During one of these freak rainstorms in Sydney, an altercation occurs among a group of Aboriginal people in a pub, which results in a mysterious drowning death. At the coroner's inquest, the death is ruled a homicide and four of the Aboriginal men are accused of murder. Through the Australian Legal Aid system, a lawyer named David Burton (Richard Chamberlain) is procured for their defence. Due to internal politics and the eschatological divide between the European settlers and Indigenous people, the circumstances by which he was contacted and retained are unusual in that his law practice is corporate taxation and not criminal defence. He is reluctant at first but is intrigued by the challenge and takes on the case. Soon his professional and personal life begin to unravel.
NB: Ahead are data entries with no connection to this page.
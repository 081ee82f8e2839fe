use std::sync::Arc;

use remotefs::cadapter::ObjectBackend;
use remotefs::cadapter::localfs::LocalFsBackend;
use remotefs::cadapter::memory::MemoryBackend;
use remotefs::vfs::error::FsError;
use remotefs::vfs::file::OpenMode;
use remotefs::vfs::fs::RemoteFs;
use remotefs::vfs::inode::Node;
use remotefs::vfs::{NodeKind, VfsOptions};

const ROOT: u64 = RemoteFs::ROOT;

fn mount(backend: &Arc<MemoryBackend>) -> RemoteFs {
    RemoteFs::new(backend.clone(), VfsOptions::default())
}

async fn read_all(fs: &RemoteFs, ino: u64) -> Vec<u8> {
    let fh = fs.open(ino, OpenMode::ReadOnly).await.unwrap();
    let mut out = Vec::new();
    loop {
        let chunk = fs.read(fh, 3).await.unwrap();
        if chunk.is_empty() {
            break;
        }
        out.extend_from_slice(&chunk);
    }
    fs.release(fh).await.unwrap();
    out
}

#[tokio::test]
async fn implicit_directories() {
    let backend = Arc::new(MemoryBackend::new());
    backend.insert("a/b.txt", "hello");
    let fs = mount(&backend);

    let root = fs.readdir(ROOT).await.unwrap();
    assert_eq!(root.len(), 1);
    assert_eq!(root[0].name, "a");
    assert_eq!(root[0].kind, NodeKind::Dir);

    let (a, _) = fs.lookup(ROOT, "a").await.unwrap();
    assert_eq!(a, root[0].ino);
    let rows = fs.readdir(a).await.unwrap();
    assert_eq!(rows.len(), 1);
    assert_eq!(rows[0].name, "b.txt");

    let (b, node) = fs.lookup(a, "b.txt").await.unwrap();
    assert_eq!(node.attr().size, 5);
    assert_eq!(read_all(&fs, b).await, b"hello");
}

#[tokio::test(flavor = "multi_thread", worker_threads = 4)]
async fn concurrent_lookups_list_once() {
    let backend = Arc::new(MemoryBackend::new());
    for i in 0..20 {
        backend.insert(&format!("d/f{i}"), "x");
    }
    let fs = Arc::new(mount(&backend));
    let (d, _) = fs.lookup(ROOT, "d").await.unwrap();
    let before = backend.list_calls();

    let mut tasks = Vec::new();
    for i in 0..20 {
        let fs = fs.clone();
        tasks.push(tokio::spawn(async move {
            fs.lookup(d, &format!("f{i}")).await.map(|(ino, _)| ino)
        }));
    }
    for t in tasks {
        assert!(t.await.unwrap().is_ok());
    }
    let first = fs.readdir(d).await.unwrap();
    let second = fs.readdir(d).await.unwrap();
    assert_eq!(first, second);
    assert_eq!(backend.list_calls(), before + 1);
}

#[tokio::test]
async fn absent_name_is_not_found() {
    let backend = Arc::new(MemoryBackend::new());
    backend.insert("present", "x");
    let fs = mount(&backend);
    fs.readdir(ROOT).await.unwrap();
    assert!(matches!(
        fs.lookup(ROOT, "absent").await,
        Err(FsError::NotFound(_))
    ));
}

#[tokio::test]
async fn mkdir_then_lookup_needs_no_listing() {
    let backend = Arc::new(MemoryBackend::new());
    let fs = mount(&backend);
    fs.readdir(ROOT).await.unwrap();
    let calls = backend.list_calls();

    let (ino, _) = fs.mkdir(ROOT, "x").await.unwrap();
    let (found, node) = fs.lookup(ROOT, "x").await.unwrap();
    assert_eq!(found, ino);
    assert!(matches!(node, Node::Dir(_)));
    assert!(fs.readdir(ino).await.unwrap().is_empty());
    assert_eq!(backend.list_calls(), calls);
}

#[tokio::test]
async fn rmdir_requires_empty_directory() {
    let backend = Arc::new(MemoryBackend::new());
    backend.insert("full/child", "c");
    let fs = mount(&backend);
    fs.mkdir(ROOT, "empty").await.unwrap();

    assert!(matches!(
        fs.rmdir(ROOT, "full").await,
        Err(FsError::NotEmpty(_))
    ));
    fs.rmdir(ROOT, "empty").await.unwrap();
    assert!(matches!(
        fs.lookup(ROOT, "empty").await,
        Err(FsError::NotFound(_))
    ));
}

#[tokio::test]
async fn unlink_and_rmdir_check_kinds() {
    let backend = Arc::new(MemoryBackend::new());
    backend.insert("d/f", "c");
    backend.insert("file", "c");
    let fs = mount(&backend);

    assert!(matches!(
        fs.unlink(ROOT, "d").await,
        Err(FsError::IsADirectory(_))
    ));
    assert!(matches!(
        fs.rmdir(ROOT, "file").await,
        Err(FsError::NotADirectory(_))
    ));
    fs.unlink(ROOT, "file").await.unwrap();
    assert!(backend.get("file").is_none());
}

#[tokio::test]
async fn write_commit_preserves_order() {
    let backend = Arc::new(MemoryBackend::new());
    let fs = mount(&backend);
    let (ino, _, fh) = fs.create(ROOT, "out.txt").await.unwrap();

    assert_eq!(fs.write(fh, b"abc").await.unwrap(), 3);
    assert_eq!(fs.getattr(ino).unwrap().size, 3);
    assert_eq!(fs.write(fh, b"def").await.unwrap(), 3);
    assert!(backend.get("out.txt").is_none());

    fs.release(fh).await.unwrap();
    assert_eq!(backend.get("out.txt").unwrap(), "abcdef");
    assert_eq!(fs.getattr(ino).unwrap().size, 6);
    assert!(matches!(
        fs.release(fh).await,
        Err(FsError::BadHandle(_))
    ));

    let (found, _) = fs.lookup(ROOT, "out.txt").await.unwrap();
    assert_eq!(found, ino);
    assert_eq!(read_all(&fs, ino).await, b"abcdef");
}

#[tokio::test]
async fn large_write_streams_through_small_buffer() {
    let backend = Arc::new(MemoryBackend::new());
    let fs = RemoteFs::new(
        backend.clone(),
        VfsOptions {
            no_modtime: false,
            write_buffer_size: 64,
        },
    );
    let (_, _, fh) = fs.create(ROOT, "big").await.unwrap();
    let chunk: Vec<u8> = (0..=255u8).collect();
    for _ in 0..64 {
        assert_eq!(fs.write(fh, &chunk).await.unwrap(), chunk.len());
    }
    fs.release(fh).await.unwrap();

    let stored = backend.get("big").unwrap();
    assert_eq!(stored.len(), 64 * 256);
    assert!(stored.chunks(256).all(|c| c == &chunk[..]));
}

#[tokio::test]
async fn short_read_at_end_of_object() {
    let backend = Arc::new(MemoryBackend::new());
    backend.insert("h", "hello");
    let fs = mount(&backend);
    let (ino, _) = fs.lookup(ROOT, "h").await.unwrap();

    let fh = fs.open(ino, OpenMode::ReadOnly).await.unwrap();
    assert_eq!(&fs.read(fh, 100).await.unwrap()[..], b"hello");
    assert!(fs.read(fh, 100).await.unwrap().is_empty());
    fs.release(fh).await.unwrap();
}

#[tokio::test]
async fn failed_put_leaves_name_absent() {
    let backend = Arc::new(MemoryBackend::new());
    backend.set_fail_puts(true);
    let fs = mount(&backend);
    let (ino, _, fh) = fs.create(ROOT, "doomed").await.unwrap();
    fs.write(fh, b"data").await.unwrap();

    assert!(matches!(fs.release(fh).await, Err(FsError::Backend(_))));
    assert!(matches!(
        fs.lookup(ROOT, "doomed").await,
        Err(FsError::NotFound(_))
    ));
    assert!(matches!(
        fs.open(ino, OpenMode::ReadOnly).await,
        Err(FsError::Busy(_))
    ));
}

#[tokio::test]
async fn failed_overwrite_keeps_previous_object() {
    let backend = Arc::new(MemoryBackend::new());
    backend.insert("keep", "old");
    let fs = mount(&backend);
    let (ino, _) = fs.lookup(ROOT, "keep").await.unwrap();

    backend.set_fail_puts(true);
    let fh = fs.open(ino, OpenMode::WriteOnly).await.unwrap();
    fs.write(fh, b"new contents").await.unwrap();
    assert!(fs.release(fh).await.is_err());

    assert_eq!(fs.getattr(ino).unwrap().size, 3);
    assert_eq!(backend.get("keep").unwrap(), "old");
    assert_eq!(read_all(&fs, ino).await, b"old");
}

#[tokio::test]
async fn handles_follow_open_mode() {
    let backend = Arc::new(MemoryBackend::new());
    backend.insert("f", "x");
    let fs = mount(&backend);
    let (ino, _) = fs.lookup(ROOT, "f").await.unwrap();

    assert!(matches!(
        fs.open(ino, OpenMode::ReadWrite).await,
        Err(FsError::Unsupported(_))
    ));
    assert!(matches!(
        fs.open(ROOT, OpenMode::ReadOnly).await,
        Err(FsError::IsADirectory(_))
    ));
    let fh = fs.open(ino, OpenMode::ReadOnly).await.unwrap();
    assert!(matches!(
        fs.write(fh, b"no").await,
        Err(FsError::Unsupported(_))
    ));
    fs.release(fh).await.unwrap();
}

#[tokio::test]
async fn forgotten_inodes_are_dropped() {
    let backend = Arc::new(MemoryBackend::new());
    backend.insert("f", "x");
    let fs = mount(&backend);
    let (ino, _) = fs.lookup(ROOT, "f").await.unwrap();
    fs.lookup(ROOT, "f").await.unwrap();

    fs.forget(ino, 1);
    assert!(fs.getattr(ino).is_ok());
    let (same, _) = fs.lookup(ROOT, "f").await.unwrap();
    assert_eq!(same, ino);

    fs.forget(ino, 2);
    assert!(matches!(fs.getattr(ino), Err(FsError::NotFound(_))));
    assert_eq!(fs.inodes().live(), 1);
    assert_eq!(fs.inodes().mapped(), 1);
    // a later lookup builds a fresh node
    let (again, _) = fs.lookup(ROOT, "f").await.unwrap();
    assert_ne!(again, ino);
    assert_eq!(fs.getattr(again).unwrap().size, 1);
}

#[tokio::test]
async fn listing_a_large_tree_does_not_pin_inodes() {
    let backend = Arc::new(MemoryBackend::new());
    for i in 0..50 {
        backend.insert(&format!("d{i}/f"), "x");
    }
    let fs = mount(&backend);
    for row in fs.readdir(ROOT).await.unwrap() {
        let (ino, _) = fs.lookup(ROOT, &row.name).await.unwrap();
        assert_eq!(fs.readdir(ino).await.unwrap().len(), 1);
        fs.forget(ino, 1);
    }
    assert_eq!(fs.inodes().live(), 1);
    assert_eq!(fs.inodes().mapped(), 1);
}

#[tokio::test]
async fn modtime_can_be_suppressed() {
    let backend = Arc::new(MemoryBackend::new());
    let info = backend.insert("f", "x");

    let fs = mount(&backend);
    let (ino, _) = fs.lookup(ROOT, "f").await.unwrap();
    assert_eq!(fs.getattr(ino).unwrap().mtime, Some(info.mod_time));

    let quiet = RemoteFs::new(
        backend.clone(),
        VfsOptions {
            no_modtime: true,
            ..VfsOptions::default()
        },
    );
    let (ino, _) = quiet.lookup(ROOT, "f").await.unwrap();
    assert_eq!(quiet.getattr(ino).unwrap().mtime, None);
}

#[tokio::test]
async fn local_backend_round_trip() {
    let dir = tempfile::tempdir().unwrap();
    let backend: Arc<dyn ObjectBackend> = Arc::new(LocalFsBackend::new(dir.path()));
    let fs = RemoteFs::new(backend.clone(), VfsOptions::default());

    let (sub, _) = fs.mkdir(ROOT, "sub").await.unwrap();
    let (_, _, fh) = fs.create(sub, "note.txt").await.unwrap();
    fs.write(fh, b"on disk").await.unwrap();
    fs.release(fh).await.unwrap();

    assert_eq!(
        std::fs::read(dir.path().join("sub/note.txt")).unwrap(),
        b"on disk"
    );
    // a fresh mount sees the committed file through a real listing
    let fresh = RemoteFs::new(backend, VfsOptions::default());
    let (sub, _) = fresh.lookup(ROOT, "sub").await.unwrap();
    let (note, _) = fresh.lookup(sub, "note.txt").await.unwrap();
    assert_eq!(read_all(&fresh, note).await, b"on disk");
}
Burton starts having bizarre dreams involving running water and drowned corpses. In another, he is visited in his home by one of the incarcerated Aboriginals, named Chris Lee (David Gulpilil), whom he had never met. When later introduced to the four accused men, he recognises Lee and begins to sense an otherworldly connection to him and to the increasingly strange weather phenomena besetting the city. His dreams intensify along with his obsession with the murder case. He comes to suspect that the murder was an Aboriginal tribal execution in which a curse is put on the victim simply by pointing a bone at him. Lee refuses to admit that he is tribal or reveal anything about the murder, but tells Burton that his dreams have meaning because he is Mulkurul; descended from a race of spirits who came from the rising sun bringing sacred objects with them. After meeting with the shaman of Lee's tribe and learning more about Aboriginal practices and the concept of Dreamtime as a parallel world of existence, Burton comes to believe that his dreams and the strange heavy rain bode as signs of a coming apocalypse. After another intense dream, Burton senses danger. He persuades his wife to leave the city with their children right before a torrential storm causes a flooding disaster.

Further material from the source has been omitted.